What exactly do you want me to do? I have been up all night waiting for you to say something - anything - so I can drift into my usually fitful sleep in peace. Why do you do give me the silent treatment? Why the double-edged signals? What have I done to you? I think you are one of those people who play with people's heart with sweet nothings and a load of sweet meaningless words. Its unGodly; please do not do this to me. I have suffered enough. You have ruined everything and right now I'm in the shitiest mood I had ever had.

I’m not having clear thoughts right now, but you are a very smart girl, and you will figure things out if they don’t appear to make sense at first.

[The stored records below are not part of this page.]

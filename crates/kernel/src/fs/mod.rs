//! Multi-user-safe filesystem.
//!
//! On-disk: sector 0 holds the header of the free-sector bitmap file,
//! sector 1 the header of the root directory; everything else is file
//! headers, indirection blocks, directory tables and data.  In memory: the
//! file and directory open tables arbitrate concurrent opens, reader/
//! writer access and deletion-while-open, and `freemap_lock` serializes
//! every touch of the free-sector bitmap.
//!
//! Mutating operations write the affected header, directory and bitmap
//! back before returning; on failure the in-memory copies are simply
//! discarded, so no partial state reaches the disk.

pub mod directory;
pub mod directory_table;
pub mod file_header;
pub mod file_lock;
pub mod file_table;
pub mod open_file;
pub mod path;
pub mod synch_disk;

use std::sync::Arc;

use log::debug;

use crate::error::KernelError;
use crate::kernel::Kernel;
use crate::machine::disk::NUM_SECTORS;
use crate::threads::lock::Lock;
use crate::threads::thread::Thread;
use crate::util::{div_round_up, Bitmap};
use directory::{Directory, DIRECTORY_ENTRY_SIZE, DIRECTORY_FILE_SIZE, FILE_NAME_MAX_LEN, NUM_DIR_ENTRIES};
use directory_table::DirectoryTable;
use file_header::FileHeader;
use file_table::FileTable;
use open_file::OpenFile;
use path::Path;

/// Well-known sector of the free-map file header.
pub const FREE_MAP_SECTOR: u32 = 0;
/// Well-known sector of the root directory file header.
pub const DIRECTORY_SECTOR: u32 = 1;
/// Byte size of the free-map file: one bit per disk sector.
pub const FREE_MAP_FILE_SIZE: u32 = (NUM_SECTORS / 8) as u32;

/// Resolution of one path: where the object lives and what it is.
#[derive(Debug, Clone, Copy)]
struct PathEntry {
    sector: u32,
    is_dir: bool,
}

pub struct FileSystem {
    free_map_file: OpenFile,
    directory_file: OpenFile,
    pub file_table: FileTable,
    pub dir_table: DirectoryTable,
    freemap_lock: Lock,
}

So here goes. Yea. Here. Goes. Things always have a funny way of coming to me when I least expect it. All things. Good things. Bad things. Physical things. Thoughts. Once I was watching a soccer match and I wondered why the ball was getting bigger – then it hit me…

Right now it has come to me and I am thinking; it is but a funny old thing, this life we live. Sometimes you think you have said it all; everything that needed to be said has been said. There is nothing more to say that she doesn’t know already. Maybe you could tell her you love her. But you have done that already. A million times over you have told her you loved her. And she has done exactly the same thing. So what else is there to say?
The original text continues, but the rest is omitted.